Chapter 4 Summary

  1. The male external genitalia comprise the penis and the scrotum. A man’s penis contains three erectile structures and encloses the urethra. Its erotic sensitivity is highest on the glans and frenulum. The foreskin, which covers the glans, is removed in the operation of circumcision. Circumcision offers some health advantages, but the prevalence of circumcision in the United States is decreasing. Health problems affecting the penis include inflammation of the glans (balanitis), inability to retract the foreskin (phimosis), entrapment of the foreskin behind the glans (paraphimosis), pathological curvature of the penis (Peyronie’s disease), and penile cancer.
  2. The scrotum contains the testicles and has muscular and vascular mechanisms for maintaining them below the regular body temperature.
  3. A man’s internal reproductive structures include six paired structures—the testes, epididymides, vasa deferentia, seminal vesicles, ejaculatory ducts, and bulbourethral glands—as well as two unpaired midline structures, which are the prostate gland and urethra.

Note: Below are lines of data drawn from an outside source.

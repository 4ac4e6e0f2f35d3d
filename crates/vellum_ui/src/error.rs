//! # UI Error Types
//!
//! Widgets themselves never fail; these cover style loading only.

use thiserror::Error;

/// Errors that can occur while loading widget styles.
#[derive(Error, Debug)]
pub enum UiError {
    /// Style file could not be read.
    #[error("failed to read style file: {0}")]
    Io(#[from] std::io::Error),

    /// Style file is not valid TOML or has wrong field types.
    #[error("invalid style file: {0}")]
    Toml(#[from] toml::de::Error),

    /// Style values are out of range.
    #[error("invalid style: {0}")]
    InvalidStyle(String),
}

/// Result type for UI operations.
pub type UiResult<T> = Result<T, UiError>;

  4. The testis contains seminiferous tubules, in which sperm are produced; the tubules are lined by Sertoli cells, which nurture the developing sperm and secrete peptide hormones. Between the seminiferous tubules lie Leydig (interstitial) cells, which secrete steroid and peptide hormones. The most important health problem affecting the testes is testicular cancer. This can affect young men, but it is one of the most curable cancers. The epididymis is the location where sperm mature and become more concentrated. The vasa deferentia store sperm and transport them to the urethra. Sperm constitute only about 1% of the volume of the ejaculate.

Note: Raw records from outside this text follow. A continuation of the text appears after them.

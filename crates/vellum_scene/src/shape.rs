//! Shape primitives.
//!
//! Coordinates are local to the group that holds the shape.

use crate::geometry::{BoundingBox, Point2D, Rect};
use crate::render::{RenderCommand, SceneRenderer};
use crate::style::{Color, Font, Shadow, TextAlign, TextBaseline};
use crate::text::TextMeasure;

/// Rectangle with optionally rounded corners.
#[derive(Debug, Clone, PartialEq)]
pub struct Rectangle {
    /// Left edge.
    pub x: f32,
    /// Top edge.
    pub y: f32,
    /// Width.
    pub width: f32,
    /// Height.
    pub height: f32,
    /// Corner radius (0 = square).
    pub corner_radius: f32,
    /// Fill color.
    pub fill: Color,
    /// Stroke color; `None` draws no outline.
    pub stroke: Option<Color>,
    /// Stroke width.
    pub stroke_width: f32,
    /// Drop shadow.
    pub shadow: Option<Shadow>,
}

impl Rectangle {
    /// Creates a black rectangle at the origin.
    #[must_use]
    pub const fn new(width: f32, height: f32) -> Self {
        Self {
            x: 0.0,
            y: 0.0,
            width,
            height,
            corner_radius: 0.0,
            fill: Color::BLACK,
            stroke: None,
            stroke_width: 1.0,
            shadow: None,
        }
    }

    /// Sets the fill color.
    #[must_use]
    pub const fn with_fill(mut self, fill: Color) -> Self {
        self.fill = fill;
        self
    }

    /// Sets the corner radius.
    #[must_use]
    pub const fn with_corner_radius(mut self, radius: f32) -> Self {
        self.corner_radius = radius;
        self
    }

    /// Sets the stroke.
    #[must_use]
    pub const fn with_stroke(mut self, stroke: Option<Color>, width: f32) -> Self {
        self.stroke = stroke;
        self.stroke_width = width;
        self
    }

    /// Sets the drop shadow.
    #[must_use]
    pub const fn with_shadow(mut self, shadow: Option<Shadow>) -> Self {
        self.shadow = shadow;
        self
    }

    /// Resizes the rectangle, keeping its position.
    pub fn set_size(&mut self, width: f32, height: f32) -> &mut Self {
        self.width = width;
        self.height = height;
        self
    }

    /// Local bounds.
    #[must_use]
    pub const fn bounds(&self) -> Rect {
        Rect::new(self.x, self.y, self.width, self.height)
    }

    fn emit(&self, renderer: &mut SceneRenderer) {
        renderer.push(RenderCommand::RoundedRect {
            bounds: self.bounds(),
            fill: self.fill,
            stroke: self.stroke,
            stroke_width: self.stroke_width,
            corner_radius: self.corner_radius,
            shadow: self.shadow,
        });
    }
}

/// Filled triangle.
#[derive(Debug, Clone, PartialEq)]
pub struct Triangle {
    /// Vertices.
    pub points: [Point2D; 3],
    /// Fill color.
    pub fill: Color,
    /// Stroke color; `None` draws no outline.
    pub stroke: Option<Color>,
    /// Stroke width (0 = no stroke).
    pub stroke_width: f32,
    /// Drop shadow.
    pub shadow: Option<Shadow>,
}

impl Triangle {
    /// Creates a black, unstroked triangle.
    #[must_use]
    pub const fn new(a: Point2D, b: Point2D, c: Point2D) -> Self {
        Self {
            points: [a, b, c],
            fill: Color::BLACK,
            stroke: None,
            stroke_width: 0.0,
            shadow: None,
        }
    }

    /// Sets the fill color.
    #[must_use]
    pub const fn with_fill(mut self, fill: Color) -> Self {
        self.fill = fill;
        self
    }

    /// Sets the stroke.
    #[must_use]
    pub const fn with_stroke(mut self, stroke: Option<Color>, width: f32) -> Self {
        self.stroke = stroke;
        self.stroke_width = width;
        self
    }

    /// Sets the drop shadow.
    #[must_use]
    pub const fn with_shadow(mut self, shadow: Option<Shadow>) -> Self {
        self.shadow = shadow;
        self
    }

    /// Replaces all three vertices.
    pub fn set_points(&mut self, a: Point2D, b: Point2D, c: Point2D) -> &mut Self {
        self.points = [a, b, c];
        self
    }

    fn emit(&self, renderer: &mut SceneRenderer) {
        renderer.push(RenderCommand::Polygon {
            points: self.points.to_vec(),
            fill: self.fill,
            stroke: self.stroke,
            stroke_width: self.stroke_width,
            shadow: self.shadow,
        });
    }
}

/// Single text run.
#[derive(Debug, Clone, PartialEq)]
pub struct Text {
    /// Content.
    pub content: String,
    /// Anchor X position.
    pub x: f32,
    /// Anchor Y position.
    pub y: f32,
    /// Font.
    pub font: Font,
    /// Fill color.
    pub fill: Color,
    /// Horizontal anchoring.
    pub align: TextAlign,
    /// Vertical anchoring.
    pub baseline: TextBaseline,
}

impl Text {
    /// Creates black, left/alphabetic-anchored text at the origin.
    #[must_use]
    pub fn new(content: impl Into<String>, font: Font) -> Self {
        Self {
            content: content.into(),
            x: 0.0,
            y: 0.0,
            font,
            fill: Color::BLACK,
            align: TextAlign::Left,
            baseline: TextBaseline::Alphabetic,
        }
    }

    /// Sets the fill color.
    #[must_use]
    pub fn with_fill(mut self, fill: Color) -> Self {
        self.fill = fill;
        self
    }

    /// Sets horizontal anchoring.
    #[must_use]
    pub fn with_align(mut self, align: TextAlign) -> Self {
        self.align = align;
        self
    }

    /// Sets vertical anchoring.
    #[must_use]
    pub fn with_baseline(mut self, baseline: TextBaseline) -> Self {
        self.baseline = baseline;
        self
    }

    /// Replaces the content.
    pub fn set_content(&mut self, content: &str) -> &mut Self {
        content.clone_into(&mut self.content);
        self
    }

    /// Moves the anchor point.
    pub fn set_position(&mut self, x: f32, y: f32) -> &mut Self {
        self.x = x;
        self.y = y;
        self
    }

    /// Bounding box relative to the anchor point.
    ///
    /// Width and height come from `measure`; the box is shifted according to
    /// the alignment and baseline.
    #[must_use]
    pub fn bounding_box(&self, measure: &dyn TextMeasure) -> BoundingBox {
        let size = measure.measure(&self.content, &self.font);
        let (w, h) = (size.width(), size.height());

        let min_x = match self.align {
            TextAlign::Left => 0.0,
            TextAlign::Center => -w * 0.5,
            TextAlign::Right => -w,
        };
        let min_y = match self.baseline {
            TextBaseline::Top => 0.0,
            TextBaseline::Middle => -h * 0.5,
            TextBaseline::Alphabetic | TextBaseline::Bottom => -h,
        };

        BoundingBox {
            min_x,
            min_y,
            max_x: min_x + w,
            max_y: min_y + h,
        }
    }

    fn emit(&self, renderer: &mut SceneRenderer) {
        if self.content.is_empty() {
            return;
        }
        renderer.push(RenderCommand::Text {
            text: self.content.clone(),
            x: self.x,
            y: self.y,
            font: self.font.clone(),
            color: self.fill,
            align: self.align,
            baseline: self.baseline,
        });
    }
}

/// Any shape a group can hold.
#[derive(Debug, Clone, PartialEq)]
pub enum Primitive {
    /// Rectangle.
    Rectangle(Rectangle),
    /// Triangle.
    Triangle(Triangle),
    /// Text.
    Text(Text),
}

impl Primitive {
    /// Returns the rectangle, if this is one.
    #[must_use]
    pub fn as_rectangle(&self) -> Option<&Rectangle> {
        match self {
            Self::Rectangle(r) => Some(r),
            _ => None,
        }
    }

    /// Returns the rectangle mutably, if this is one.
    pub fn as_rectangle_mut(&mut self) -> Option<&mut Rectangle> {
        match self {
            Self::Rectangle(r) => Some(r),
            _ => None,
        }
    }

    /// Returns the triangle, if this is one.
    #[must_use]
    pub fn as_triangle(&self) -> Option<&Triangle> {
        match self {
            Self::Triangle(t) => Some(t),
            _ => None,
        }
    }

    /// Returns the triangle mutably, if this is one.
    pub fn as_triangle_mut(&mut self) -> Option<&mut Triangle> {
        match self {
            Self::Triangle(t) => Some(t),
            _ => None,
        }
    }

    /// Returns the text, if this is one.
    #[must_use]
    pub fn as_text(&self) -> Option<&Text> {
        match self {
            Self::Text(t) => Some(t),
            _ => None,
        }
    }

    /// Returns the text mutably, if this is one.
    pub fn as_text_mut(&mut self) -> Option<&mut Text> {
        match self {
            Self::Text(t) => Some(t),
            _ => None,
        }
    }

    /// Records the draw command for this shape.
    pub fn emit(&self, renderer: &mut SceneRenderer) {
        match self {
            Self::Rectangle(r) => r.emit(renderer),
            Self::Triangle(t) => t.emit(renderer),
            Self::Text(t) => t.emit(renderer),
        }
    }
}

impl From<Rectangle> for Primitive {
    fn from(r: Rectangle) -> Self {
        Self::Rectangle(r)
    }
}

impl From<Triangle> for Primitive {
    fn from(t: Triangle) -> Self {
        Self::Triangle(t)
    }
}

impl From<Text> for Primitive {
    fn from(t: Text) -> Self {
        Self::Text(t)
    }
}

  5. The prostate gland and seminal vesicles add the noncellular portion of semen (seminal plasma), which consists of water, salts, fructose, buffers, semenogelin, enzymes, and antioxidants. The bulbourethral glands produce a slippery liquid (“pre-cum”) that may be discharged from the urethra in small amounts before ejaculation.

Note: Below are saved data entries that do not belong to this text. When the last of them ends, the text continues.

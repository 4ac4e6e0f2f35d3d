//! Render command recording.
//!
//! Layers draw into a [`SceneRenderer`], which records commands for a
//! backend to replay. Shape coordinates stay group-local; groups wrap their
//! children in a translate push/pop pair.

use crate::geometry::{Point2D, Rect};
use crate::style::{Color, Font, Shadow, TextAlign, TextBaseline};

/// A render command for the scene.
#[derive(Debug, Clone, PartialEq)]
pub enum RenderCommand {
    /// Filled rectangle with optional rounded corners.
    RoundedRect {
        /// Bounds.
        bounds: Rect,
        /// Fill color.
        fill: Color,
        /// Stroke color, if stroked.
        stroke: Option<Color>,
        /// Stroke width.
        stroke_width: f32,
        /// Corner radius.
        corner_radius: f32,
        /// Drop shadow.
        shadow: Option<Shadow>,
    },
    /// Filled closed polygon.
    Polygon {
        /// Vertices in drawing order.
        points: Vec<Point2D>,
        /// Fill color.
        fill: Color,
        /// Stroke color, if stroked.
        stroke: Option<Color>,
        /// Stroke width.
        stroke_width: f32,
        /// Drop shadow.
        shadow: Option<Shadow>,
    },
    /// Text run.
    Text {
        /// Text content.
        text: String,
        /// Anchor X position.
        x: f32,
        /// Anchor Y position.
        y: f32,
        /// Font.
        font: Font,
        /// Fill color.
        color: Color,
        /// Horizontal anchoring.
        align: TextAlign,
        /// Vertical anchoring.
        baseline: TextBaseline,
    },
    /// Offset every following command until the matching pop.
    PushTranslate {
        /// X offset.
        dx: f32,
        /// Y offset.
        dy: f32,
    },
    /// Pop translation.
    PopTranslate,
}

/// A batch of render commands submitted together.
#[derive(Debug, Clone, Default)]
pub struct RenderBatch {
    /// Commands in this batch.
    pub commands: Vec<RenderCommand>,
}

/// Renderer that collects commands for one frame.
pub struct SceneRenderer {
    /// All commands from the frame.
    commands: Vec<RenderCommand>,
    /// Accumulated translations.
    translate_stack: Vec<Point2D>,
    /// Final batches for rendering.
    batches: Vec<RenderBatch>,
}

impl SceneRenderer {
    /// Creates a new renderer.
    #[must_use]
    pub fn new() -> Self {
        Self {
            commands: Vec::with_capacity(64),
            translate_stack: Vec::with_capacity(8),
            batches: Vec::with_capacity(1),
        }
    }

    /// Begins a new frame.
    pub fn begin_frame(&mut self) {
        self.commands.clear();
        self.translate_stack.clear();
        self.batches.clear();
    }

    /// Adds a render command.
    pub fn push(&mut self, command: RenderCommand) {
        self.commands.push(command);
    }

    /// Pushes a translation on top of the current one.
    pub fn push_translate(&mut self, dx: f32, dy: f32) {
        let total = self.current_offset().offset(dx, dy);
        self.translate_stack.push(total);
        self.commands.push(RenderCommand::PushTranslate { dx, dy });
    }

    /// Pops the current translation.
    pub fn pop_translate(&mut self) {
        self.translate_stack.pop();
        self.commands.push(RenderCommand::PopTranslate);
    }

    /// Returns the accumulated translation.
    #[must_use]
    pub fn current_offset(&self) -> Point2D {
        self.translate_stack.last().copied().unwrap_or(Point2D::ORIGIN)
    }

    /// Ends the frame and returns batches for rendering.
    pub fn end_frame(&mut self) -> &[RenderBatch] {
        let batch = RenderBatch {
            commands: std::mem::take(&mut self.commands),
        };

        self.translate_stack.clear();
        self.batches.clear();
        self.batches.push(batch);

        &self.batches
    }

    /// Returns the number of commands recorded so far this frame.
    #[must_use]
    pub fn command_count(&self) -> usize {
        self.commands.len()
    }
}

impl Default for SceneRenderer {
    fn default() -> Self {
        Self::new()
    }
}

  6. The prostate gland can be affected by inflammation (prostatitis), age-related enlargement (benign prostatic hyperplasia), and prostate cancer. It is possible to screen for prostate cancer by regular digital rectal examination and by a blood test (PSA test). The treatments for prostate cancer (prostatectomy, hormone therapy) often have a serious impact on a man’s sex life, and the question of whether and how to treat early-stage prostate cancer is controversial.
  7. Sexual functions are regulated by the nervous and endocrine systems. Erection of the penis and clitoris involves a spinal reflex that begins with stimulation of nerve endings in the genital skin. Inputs from the brain powerfully modulate these reflexes. Erection involves the filling of vascular spaces (sinusoids) in the erectile tissue: This process is controlled by the balance of activity in the sympathetic and parasympathetic innervation of the tissue. A key molecule, the neurotransmitter nitric oxide, is released by parasympathetic nerve terminals and promotes erection.
  8. Emission is the loading of the various glandular components of semen into the urethra. It is followed quickly by ejaculation, in which muscular contractions squeeze the urethra and eject the semen in a sequence of pulses from the urethra. Orgasm is the subjective pleasurable experience that usually accompanies ejaculation, along with the physiological events that underlie it.
  9. Most societies prohibit public exposure of the genitals, apparently to regulate sexual arousal and minimize sexual conflicts. There is considerable variation in attitudes toward nudity, however.